#### AIM OF THE EXERCISE:
Look for "again" in the listing below. Gather each line that contains it.
------------------------------------------------------------
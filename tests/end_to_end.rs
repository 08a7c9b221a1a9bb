//! Decode, render and redact through the public API.

use std::io::Write;

use image::codecs::jpeg::JpegEncoder;
use image::ExtendedColorType;
use medimg_blackout::config::DecoderConfig;
use medimg_blackout::format::PixelPadding;
use medimg_blackout::redaction::{
    redact, redact_encapsulated_frames, rotate_and_flip, JpegRedactionOptions, Rotation,
};
use medimg_blackout::transform::VoiFrame;
use medimg_blackout::{
    render, BlackoutConfig, BlackoutError, FrameSource, ModalityTransform, PixelFormatDescriptor, PixelRepresentation,
    PixelSource, RedactionOptions, RedactionShape, RenderOptions, VoiTransform, Window,
};

fn ct_format(rows: u32, columns: u32, frames: u32) -> PixelFormatDescriptor {
    PixelFormatDescriptor::grayscale(rows, columns, 16)
        .unwrap()
        .with_representation(PixelRepresentation::Signed)
        .with_frames(frames)
}

fn ct_bytes(rows: u32, columns: u32, frames: u32) -> Vec<u8> {
    (0..frames * rows * columns)
        .flat_map(|i| ((i as i16 % 400) - 200).to_le_bytes())
        .collect()
}

#[test]
fn test_ct_pipeline() {
    let (rows, columns) = (16, 16);
    let mut source = FrameSource::decode(PixelSource::Bytes(ct_bytes(rows, columns, 2)), ct_format(rows, columns, 2)).unwrap();
    assert_eq!(source.frame_count(), 2);

    let frame = source.frame(1).unwrap();
    let range = frame.value_range().unwrap();
    assert!(range.min >= -200.0 && range.max <= 199.0);

    let modality = ModalityTransform::new(vec![medimg_blackout::transform::Rescale::new(1.0, -1024.0)]);
    let voi = VoiTransform::uniform(VoiFrame {
        windows: vec![Window::new(-1024.0, 400.0), Window::new(-1000.0, 100.0)],
        luts: Vec::new(),
    });
    let options = RenderOptions {
        frame_index: 1,
        ..Default::default()
    };
    let first = render(&frame, &modality, &voi, None, &options).unwrap();
    let again = render(&frame, &modality, &voi, None, &options).unwrap();
    assert_eq!(first.raster, again.raster);
    assert_eq!(first.window, Some(Window::new(-1024.0, 400.0)));
    assert_eq!(first.raster.data.len(), (rows * columns) as usize);

    let shapes = vec![vec![RedactionShape::new(0, 0, 4, 4)], Vec::new()];
    let buffer = redact(&mut source, &shapes, &RedactionOptions::default(), None).unwrap();
    assert_eq!(buffer.format.bits_allocated, 16);
    assert_eq!(buffer.bytes.len(), ct_bytes(rows, columns, 2).len());

    // frame 0 corner holds the signed minimum, frame 1 is untouched
    let sample = |frame: usize, x: usize, y: usize| {
        let i = (frame * (rows * columns) as usize + y * columns as usize + x) * 2;
        i16::from_le_bytes([buffer.bytes[i], buffer.bytes[i + 1]])
    };
    assert_eq!(sample(0, 3, 3), i16::MIN);
    assert_eq!(sample(0, 4, 4), ((4 * 16 + 4) % 400 - 200) as i16);
    let original = ct_bytes(rows, columns, 2);
    let half = original.len() / 2;
    assert_eq!(&buffer.bytes[half..], &original[half..]);

    source.close();
    assert!(matches!(source.frame(0), Err(BlackoutError::InvalidRequest(_))));
    // frames handed out earlier stay usable
    assert_eq!(frame.width(), columns);
}

#[test]
fn test_padding_is_background() {
    let format = PixelFormatDescriptor::grayscale(4, 4, 16)
        .unwrap()
        .with_padding(Some(PixelPadding {
            value: 7,
            range_limit: None,
        }));
    let data: Vec<u8> = (0..16u16).flat_map(|v| (v * 100).to_le_bytes()).collect();
    let mut source = FrameSource::decode(PixelSource::Bytes(data), format).unwrap();
    let options = RedactionOptions {
        use_padding_as_background: true,
        ..Default::default()
    };
    let buffer = redact(&mut source, &[vec![RedactionShape::new(-2, -2, 3, 3)]], &options, None).unwrap();
    assert_eq!(u16::from_le_bytes([buffer.bytes[0], buffer.bytes[1]]), 7);
    assert_eq!(u16::from_le_bytes([buffer.bytes[2], buffer.bytes[3]]), 100);
}

#[test]
fn test_mapped_source_matches_heap_source() {
    let (rows, columns) = (8, 8);
    let bytes = ct_bytes(rows, columns, 3);
    let mut file = tempfile::NamedTempFile::new().unwrap();
    file.write_all(&[0xAB; 132]).unwrap();
    file.write_all(&bytes).unwrap();
    file.flush().unwrap();

    let mut heap = FrameSource::decode(PixelSource::Bytes(bytes), ct_format(rows, columns, 3)).unwrap();
    let mut mapped =
        FrameSource::open_mapped(file.path(), 132, ct_format(rows, columns, 3), &DecoderConfig::default()).unwrap();
    for index in 0..3 {
        assert_eq!(heap.frame(index).unwrap().data(), mapped.frame(index).unwrap().data());
    }
    mapped.close();
    mapped.close();
    assert!(mapped.is_closed());
}

#[test]
fn test_rotation_round_trip() {
    let format = PixelFormatDescriptor::grayscale(3, 5, 8).unwrap();
    let original: Vec<u8> = (0..15).collect();
    let mut bytes = original.clone();
    let mut current = format.clone();
    for _ in 0..4 {
        let mut source = FrameSource::decode(PixelSource::Bytes(bytes), current).unwrap();
        let buffer = rotate_and_flip(&mut source, Rotation::Clockwise90, false).unwrap();
        bytes = buffer.bytes;
        current = buffer.format;
    }
    assert_eq!(bytes, original);
    assert_eq!((current.rows, current.columns), (3, 5));

    let mut source = FrameSource::decode(PixelSource::Bytes(original.clone()), format).unwrap();
    let rotated = rotate_and_flip(&mut source, Rotation::from_degrees(270).unwrap(), true).unwrap();
    assert_eq!((rotated.format.rows, rotated.format.columns), (5, 3));
    assert!(Rotation::from_degrees(45).is_err());
}

#[test]
fn test_encapsulated_jpeg_frames() {
    let pixels: Vec<u8> = (0..48u32 * 48).map(|i| (i % 48 * 5) as u8).collect();
    let mut jpeg = Vec::new();
    JpegEncoder::new_with_quality(&mut jpeg, 90)
        .encode(&pixels, 48, 48, ExtendedColorType::L8)
        .unwrap();

    let frames = vec![jpeg.clone(), jpeg.clone(), jpeg];
    let shapes = vec![vec![RedactionShape::new(8, 8, 8, 8)], Vec::new(), vec![RedactionShape::new(40, 40, 20, 20)]];
    let redacted = redact_encapsulated_frames(
        medimg_blackout::config::transfer_syntax::JPEG_BASELINE,
        &frames,
        &shapes,
        &JpegRedactionOptions::default(),
    )
    .unwrap();
    assert_eq!(redacted.len(), 3);
    assert_eq!(redacted[1], frames[1]);

    let decoded = image::load_from_memory(&redacted[0]).unwrap().to_luma8();
    assert!(decoded.get_pixel(12, 12)[0] <= 2);
    let last = image::load_from_memory(&redacted[2]).unwrap().to_luma8();
    assert!(last.get_pixel(44, 44)[0] <= 2);
    assert_eq!(last.get_pixel(4, 4), image::load_from_memory(&frames[2]).unwrap().to_luma8().get_pixel(4, 4));
}

#[test]
fn test_config_drives_redaction_defaults() {
    let config = BlackoutConfig::from_toml_str(
        r#"
        threads = 2

        [redaction]
        explicit_background = 1000
        "#,
    )
    .unwrap();
    assert_eq!(config.thread_count(), 2);

    let format = PixelFormatDescriptor::grayscale(2, 2, 16).unwrap();
    let mut source = FrameSource::decode(PixelSource::Words(vec![1, 2, 3, 4]), format).unwrap();
    let buffer = redact(
        &mut source,
        &[vec![RedactionShape::new(1, 1, 1, 1)]],
        &RedactionOptions::from(&config.redaction),
        None,
    )
    .unwrap();
    assert_eq!(buffer.bytes, vec![1, 0, 2, 0, 3, 0, 0xE8, 0x03]);
}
------------------------------------------------------------
#### EXERCISE RESPONSE:
    let again = render(&frame, &modality, &voi, None, &options).unwrap();
    assert_eq!(first.raster, again.raster);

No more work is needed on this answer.